___ THE RECORDS ___

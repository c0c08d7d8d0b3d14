//! Result types for a completed deliberation and a completed request.

use crate::deliberation::draft::Draft;
use crate::deliberation::label::Label;
use crate::deliberation::ranking::Ranking;
use serde::Serialize;

/// Everything a deliberation run produced: the synthesized answer plus
/// the full record of drafts and rankings behind it.
#[derive(Debug, Clone, Serialize)]
pub struct DeliberationOutcome {
    /// The chair's synthesized answer, or the no-consensus notice.
    pub answer: String,
    /// Winning label, absent when no draft survived.
    pub winner: Option<Label>,
    /// False only when every draft errored and synthesis was skipped.
    pub consensus_reached: bool,
    /// One draft per roster participant, success or error.
    pub drafts: Vec<Draft>,
    /// One ranking per reviewer whose call succeeded.
    pub rankings: Vec<Ranking>,
}

impl DeliberationOutcome {
    pub fn synthesized(
        answer: impl Into<String>,
        winner: Label,
        drafts: Vec<Draft>,
        rankings: Vec<Ranking>,
    ) -> Self {
        Self {
            answer: answer.into(),
            winner: Some(winner),
            consensus_reached: true,
            drafts,
            rankings,
        }
    }

    /// The outcome when every generation call failed: review and
    /// synthesis are skipped and no model is consulted again.
    pub fn no_consensus(drafts: Vec<Draft>) -> Self {
        Self {
            answer: "No consensus reached: every council member failed to produce a draft."
                .to_string(),
            winner: None,
            consensus_reached: false,
            drafts,
            rankings: Vec::new(),
        }
    }

    pub fn surviving_drafts(&self) -> impl Iterator<Item = &Draft> {
        self.drafts.iter().filter(|d| d.survived())
    }
}

/// The structured boundary response for one request. Never an `Err`:
/// failures are data (`success == false`), so the serving process keeps
/// running whatever happened inside the pipeline.
#[derive(Debug, Clone, Serialize)]
pub struct RequestOutcome {
    pub answer: String,
    pub critique: String,
    #[serde(skip_serializing_if = "Option::is_none")]
    pub mindmap: Option<String>,
    pub success: bool,
    #[serde(skip_serializing_if = "Option::is_none")]
    pub error: Option<String>,
}

impl RequestOutcome {
    /// A deliberated answer with its critique.
    pub fn completed(answer: impl Into<String>, critique: impl Into<String>) -> Self {
        Self {
            answer: answer.into(),
            critique: critique.into(),
            mindmap: None,
            success: true,
            error: None,
        }
    }

    /// An exam paper; the exam path terminates without critique.
    pub fn exam(paper: impl Into<String>) -> Self {
        Self {
            answer: paper.into(),
            critique: String::new(),
            mindmap: None,
            success: true,
            error: None,
        }
    }

    pub fn failed(error: impl Into<String>) -> Self {
        Self {
            answer: String::new(),
            critique: String::new(),
            mindmap: None,
            success: false,
            error: Some(error.into()),
        }
    }

    pub fn with_mindmap(mut self, mindmap: Option<String>) -> Self {
        self.mindmap = mindmap;
        self
    }
}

___

Scan the records above for the string "when", then copy each line where it turns up.

    /// Winning label, absent when no draft survived.
    /// False only when every draft errored and synthesis was skipped.
    /// The outcome when every generation call failed: review and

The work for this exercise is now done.